- Task to carry out: From the line with "ratio in dB-Hz" through the line with "never mutated afterwards.", inclusive, return each line of the data below exactly and leave the rest out.

==========

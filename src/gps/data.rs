// src/gps/data.rs
//! Position fix and satellite data structures

use chrono::{DateTime, Utc};
use serde::Serialize;
use std::fmt;

/// Per-channel satellite tracking state
#[derive(Debug, Clone, Default, PartialEq, Serialize)]
pub struct SatelliteInfo {
    pub prn: u8,           // Satellite PRN/ID number
    pub elevation: Option<f32>,  // Elevation angle in degrees
    pub azimuth: Option<f32>,    // Azimuth angle in degrees
    pub snr: Option<f32>,        // Signal-to-noise ratio in dB-Hz
    pub used: bool,              // Whether satellite is used in fix
    pub constellation: &'static str,
}

impl SatelliteInfo {
    pub fn new(prn: u8) -> Self {
        Self {
            prn,
            elevation: None,
            azimuth: None,
            snr: None,
            used: false,
            constellation: Self::determine_constellation(prn),
        }
    }

    fn determine_constellation(prn: u8) -> &'static str {
        match prn {
            1..=32 => "GPS",
            33..=64 => "SBAS",
            65..=96 => "GLONASS",
            120..=158 => "SBAS",
            193..=197 => "QZSS",
            _ => "UNKNOWN",
        }
    }
}

/// Optional values carried alongside a fix
#[derive(Debug, Clone, Default, PartialEq, Serialize)]
pub struct FixExtras {
    /// Satellites used in the solution
    pub satellites: Option<u32>,
    /// Height of the geoid above the WGS84 ellipsoid, meters
    pub geoid_height: Option<f64>,
    pub pdop: Option<f64>,
    pub hdop: Option<f64>,
    pub vdop: Option<f64>,
}

impl FixExtras {
    pub fn is_empty(&self) -> bool {
        *self == Self::default()
    }
}

/// A resolved position/velocity/time reading.
///
/// Produced at most once per closed epoch and never mutated afterwards.
#[derive(Debug, Clone, PartialEq, Serialize)]
pub struct Fix {
    pub timestamp: DateTime<Utc>,
    pub latitude: f64,
    pub longitude: f64,
    /// Altitude above the WGS84 ellipsoid, meters
    pub altitude: Option<f64>,
    /// Speed over ground, m/s
    pub speed: Option<f64>,
    /// Course over ground, degrees
    pub bearing: Option<f64>,
    /// Horizontal accuracy estimate, meters
    pub accuracy: Option<f64>,
    pub extras: FixExtras,
}

impl Fix {
    pub fn new(timestamp: DateTime<Utc>, latitude: f64, longitude: f64) -> Self {
        Self {
            timestamp,
            latitude,
            longitude,
            altitude: None,
            speed: None,
            bearing: None,
            accuracy: None,
            extras: FixExtras::default(),
        }
    }

    /// Format value with unit for display
    fn format_value(value: Option<f64>, unit: &str) -> String {
        match value {
            Some(val) => format!("{:.1}{}", val, unit),
            None => "-".to_string(),
        }
    }
}

impl fmt::Display for Fix {
    fn fmt(&self, f: &mut fmt::Formatter<'_>) -> fmt::Result {
        write!(
            f,
            "{} {:.6},{:.6} alt {} speed {} bearing {} acc {}",
            self.timestamp.format("%Y-%m-%dT%H:%M:%S%.3fZ"),
            self.latitude,
            self.longitude,
            Self::format_value(self.altitude, "m"),
            Self::format_value(self.speed, "m/s"),
            Self::format_value(self.bearing, "°"),
            Self::format_value(self.accuracy, "m"),
        )?;
        if let Some(sats) = self.extras.satellites {
            write!(f, " sats {}", sats)?;
        }
        Ok(())
    }
}
impl Shared {
    /// Apply a transition; false when it is not allowed from the current state
    fn set_state(&self, next: ConnectionState) -> bool {
        let old = {
            let mut inner = self.inner.lock();
            let old = inner.state;
            if old == next {
                return true;
            }
            if !old.can_transition_to(next) {
                debug!("Rejected state transition {} -> {}", old, next);
                return false;
            }
            inner.state = next;
            old
        };

        debug!("Connection state {} -> {}", old, next);
        self.sink.set_device_status(next.device_status());
        self.callbacks.on_state_changed(old, next);
        true
    }

    fn is_cancelled(&self) -> bool {
        self.cancel.is_cancelled()
    }

    async fn wait_for_controller(&self) -> bool {
        let mut present = self.controller_present.subscribe();
        tokio::select! {
            _ = self.cancel.cancelled() => false,
            res = present.wait_for(|present| *present) => res.is_ok(),
        }
    }

    fn try_attach(&self) -> std::result::Result<Attachment, ControllerError> {
        let mut inner = self.inner.lock();
        let serial = inner.serial;
        let (auto_baud, baud_rate) = match serial.baud_rate {
            BaudRate::Fixed(rate) => (false, rate),
            BaudRate::Auto => (true, self.autobaud.initial_rate()),
        };

        let controller = inner.controller.as_mut().ok_or(ControllerError::NotAttached)?;
        controller.set_configuration(serial.with_baud_rate(BaudRate::Fixed(baud_rate)))?;
        let link = controller.attach()?;
        info!("Attached {} at {}", controller.device_id(), serial);

        let close = self.cancel.child_token();
        inner.link_close = Some(close.clone());
        inner.writer = Some(Arc::new(tokio::sync::Mutex::new(link.writer)));
        inner.effective_baud_rate = (!auto_baud).then_some(baud_rate);

        Ok(Attachment {
            reader: link.reader,
            close,
            auto_baud,
            baud_rate,
        })
    }

    /// Attach the owned device, retrying with a fixed backoff until it
    /// succeeds or the session is cancelled
    async fn connect_loop(&self) -> Option<Attachment> {
        loop {
            if !self.wait_for_controller().await {
                return None;
            }
            if !self.set_state(ConnectionState::Connecting) {
                return None;
            }

            match self.try_attach() {
                Ok(attachment) => return Some(attachment),
                Err(e) => warn!("Attach failed: {}", e),
            }

            if self.is_cancelled() || !self.set_state(ConnectionState::Reconnecting) {
                return None;
            }
            tokio::select! {
                _ = self.cancel.cancelled() => return None,
                _ = tokio::time::sleep(self.reconnect_timeout) => {}
            }
        }
    }

    /// Switch the live port to another rate, keeping the other line settings
    fn apply_baud_rate(&self, rate: u32) -> std::result::Result<(), ControllerError> {
        let mut inner = self.inner.lock();
        let config = inner.serial.with_baud_rate(BaudRate::Fixed(rate));
        let controller = inner.controller.as_mut().ok_or(ControllerError::NotAttached)?;
        controller.set_configuration(config)
    }

    async fn run_autobaud(self: Arc<Self>, mut messages: mpsc::Receiver<()>) {
        let outcome =
            autobaud::detect_baud_rate(&self.autobaud, |rate| self.apply_baud_rate(rate), &mut messages)
                .await;

        match outcome {
            AutobaudOutcome::Detected(rate) => {
                self.inner.lock().effective_baud_rate = Some(rate);
                self.callbacks.on_autobaud_completed(true, rate);
            }
            AutobaudOutcome::Failed => {
                warn!("Autobaud failed, no receiver detected");
                self.callbacks.on_autobaud_completed(false, 0);
                self.cancel_session();
            }
            AutobaudOutcome::Interrupted => debug!("Autobaud interrupted"),
        }
    }

    /// Feed the link into the parser until it closes or fails
    async fn read_loop(
        &self,
        reader: &mut BoxedReader,
        close: &CancellationToken,
        messages: &mpsc::Sender<()>,
    ) {
        let sink = Arc::clone(&self.sink);
        let mut parser = MessageParser::new(move |fix: Option<Fix>| sink.publish(fix.as_ref()));
        let mut framer = MessageFramer::new();
        let mut buf = vec![0u8; READ_BUFFER_SIZE];

        loop {
            tokio::select! {
                _ = close.cancelled() => {
                    debug!("Link closed");
                    break;
                }
                res = tokio::time::timeout(self.read_timeout, reader.read(&mut buf)) => {
                    match res {
                        Err(_) => parser.put_timeout(),
                        Ok(Ok(0)) => {
                            info!("Serial stream ended");
                            break;
                        }
                        Ok(Ok(n)) => {
                            for frame in framer.push(&buf[..n]) {
                                if parser.put_frame(&frame) {
                                    let _ = messages.try_send(());
                                }
                            }
                        }
                        Ok(Err(e)) => {
                            warn!("Serial read error: {}", e);
                            break;
                        }
                    }
                }
            }
        }
    }

    /// Data transfer for one attachment; returns when the link is gone
    async fn transfer(self: &Arc<Self>, mut attachment: Attachment) {
        let (tx, rx) = mpsc::channel(AUTOBAUD_QUEUE);
        let autobaud = if attachment.auto_baud {
            Some(tokio::spawn(Arc::clone(self).run_autobaud(rx)))
        } else {
            drop(rx);
            self.callbacks.on_autobaud_completed(true, attachment.baud_rate);
            None
        };

        self.read_loop(&mut attachment.reader, &attachment.close, &tx).await;
        drop(tx);

        if let Some(task) = autobaud {
            task.abort();
            let _ = task.await;
        }
        self.release_link(&attachment.close);
    }

    /// Tear down the live link, keeping the controller for the next attach
    fn release_link(&self, close: &CancellationToken) {
        close.cancel();
        let mut inner = self.inner.lock();
        inner.link_close = None;
        inner.writer = None;
        if let Some(controller) = inner.controller.as_mut() {
            controller.detach();
        }
    }

    /// Release the owned controller. With `device`, only when it matches.
    fn release_controller(&self, device: Option<&DeviceId>) -> bool {
        let mut inner = self.inner.lock();
        let matches = match (&inner.controller, device) {
            (Some(controller), Some(device)) => controller.device_id() == device,
            (Some(_), None) => true,
            (None, _) => false,
        };
        if !matches {
            return false;
        }

        if let Some(close) = inner.link_close.take() {
            close.cancel();
        }
        inner.writer = None;
        if let Some(mut controller) = inner.controller.take() {
            controller.detach();
            info!("Released {}", controller.device_id());
        }
        self.controller_present.send_replace(false);
        true
    }

    fn install_controller(&self, device: &DeviceId) {
        if self.is_cancelled() || self.inner.lock().controller.is_some() {
            debug!("Permission for {} superseded, ignoring", device);
            return;
        }
        let Some(controller) = self.probe.probe(device) else {
            warn!("Permission granted for unsupported device {}", device);
            return;
        };

        let mut inner = self.inner.lock();
        if self.is_cancelled() || inner.controller.is_some() {
            debug!("Permission for {} superseded, ignoring", device);
            return;
        }
        inner.controller = Some(controller);
        drop(inner);

        info!("Using device {}", device);
        self.controller_present.send_replace(true);
    }

    fn cancel_session(&self) {
        if !self.set_state(ConnectionState::Cancelled) {
            return;
        }
        self.cancel.cancel();
        self.callbacks.on_stopped();
        self.release_controller(None);
    }

    async fn run(self: Arc<Self>) {
        if !self.set_state(ConnectionState::Connecting) {
            return;
        }
        loop {
            let Some(attachment) = self.connect_loop().await else {
                break;
            };
            if self.is_cancelled() || !self.set_state(ConnectionState::Connected) {
                self.release_link(&attachment.close);
                break;
            }
            self.callbacks.on_connected();

            self.transfer(attachment).await;

            if self.is_cancelled() || !self.set_state(ConnectionState::Reconnecting) {
                break;
            }
            info!("Connection lost, reconnecting");
            self.callbacks.on_connection_lost();
        }
        debug!("Connection worker finished");
    }
}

==========

- Result of the task:
    pub snr: Option<f32>,        // Signal-to-noise ratio in dB-Hz
    pub used: bool,              // Whether satellite is used in fix
    pub constellation: &'static str,
}

impl SatelliteInfo {
    pub fn new(prn: u8) -> Self {
        Self {
            prn,
            elevation: None,
            azimuth: None,
            snr: None,
            used: false,
            constellation: Self::determine_constellation(prn),
        }
    }

    fn determine_constellation(prn: u8) -> &'static str {
        match prn {
            1..=32 => "GPS",
            33..=64 => "SBAS",
            65..=96 => "GLONASS",
            120..=158 => "SBAS",
            193..=197 => "QZSS",
            _ => "UNKNOWN",
        }
    }
}

/// Optional values carried alongside a fix
#[derive(Debug, Clone, Default, PartialEq, Serialize)]
pub struct FixExtras {
    /// Satellites used in the solution
    pub satellites: Option<u32>,
    /// Height of the geoid above the WGS84 ellipsoid, meters
    pub geoid_height: Option<f64>,
    pub pdop: Option<f64>,
    pub hdop: Option<f64>,
    pub vdop: Option<f64>,
}

impl FixExtras {
    pub fn is_empty(&self) -> bool {
        *self == Self::default()
    }
}

/// A resolved position/velocity/time reading.
///
/// Produced at most once per closed epoch and never mutated afterwards.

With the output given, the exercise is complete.